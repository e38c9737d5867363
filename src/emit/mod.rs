//! Completion stream emitter
//!
//! The consuming editor parses a flat line stream:
//!
//! ```text
//! @@settings
//! ##MAX_ITEMS
//! Max items\nper page
//! @@queryset
//! ##filter(self, *args, **kwargs)
//! Return a new QuerySet instance...
//! ##
//! ```
//!
//! `@@` opens a group, `##` introduces a word, and the line after a word is
//! its documentation with every embedded newline re-encoded as the literal
//! two-character sequence `\n`. A final bare `##` marks end-of-stream; some
//! sources are lazy and the consumer cannot otherwise know collection is
//! complete.

use std::io::{self, Write};

/// Group and word names used by the pipeline
pub const GROUP_SETTINGS: &str = "settings";
pub const GROUP_QUERYSET: &str = "queryset";
pub const GROUP_TAGS: &str = "htmldjangotags";
pub const GROUP_FILTERS: &str = "htmldjangofilters";

/// Serializer for the completion stream
pub struct Emitter<W: Write> {
    out: W,
    current_group: Option<String>,
}

impl<W: Write> Emitter<W> {
    pub fn new(out: W) -> Self {
        Self {
            out,
            current_group: None,
        }
    }

    /// Switch to `name`, writing its `@@` header unless it is already the
    /// open group. The previous group is closed implicitly.
    pub fn group(&mut self, name: &str) -> io::Result<()> {
        if self.current_group.as_deref() == Some(name) {
            return Ok(());
        }
        writeln!(self.out, "@@{name}")?;
        self.current_group = Some(name.to_string());
        Ok(())
    }

    /// Write a word with its single documentation line (possibly empty)
    pub fn word(&mut self, text: &str, doc: &str) -> io::Result<()> {
        writeln!(self.out, "##{text}")?;
        writeln!(self.out, "{}", escape_doc(doc))
    }

    /// Write a word with no documentation line at all
    pub fn bare_word(&mut self, text: &str) -> io::Result<()> {
        writeln!(self.out, "##{text}")
    }

    /// Write the end-of-stream terminator and flush
    pub fn finish(&mut self) -> io::Result<()> {
        writeln!(self.out, "##")?;
        self.out.flush()
    }
}

/// Re-encode newlines so a documentation record occupies one physical line
pub fn escape_doc(doc: &str) -> String {
    doc.replace('\n', "\\n")
}

/// Render a template tag the way it is typed
pub fn tag_word(name: &str) -> String {
    format!("{{% {name} %}}")
}

/// Render a template filter the way it is typed
pub fn filter_word(name: &str) -> String {
    format!("|{name}")
}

++++++++

§ **What is needed**
Working from the data above, extract solely the lines from the one containing "the completion stream" through the one containing "pub fn group(&mut", exactly as they appear, both included.

§ **Exercise solution**
/// Serializer for the completion stream
pub struct Emitter<W: Write> {
    out: W,
    current_group: Option<String>,
}

impl<W: Write> Emitter<W> {
    pub fn new(out: W) -> Self {
        Self {
            out,
            current_group: None,
        }
    }

    /// Switch to `name`, writing its `@@` header unless it is already the
    /// open group. The previous group is closed implicitly.
    pub fn group(&mut self, name: &str) -> io::Result<()> {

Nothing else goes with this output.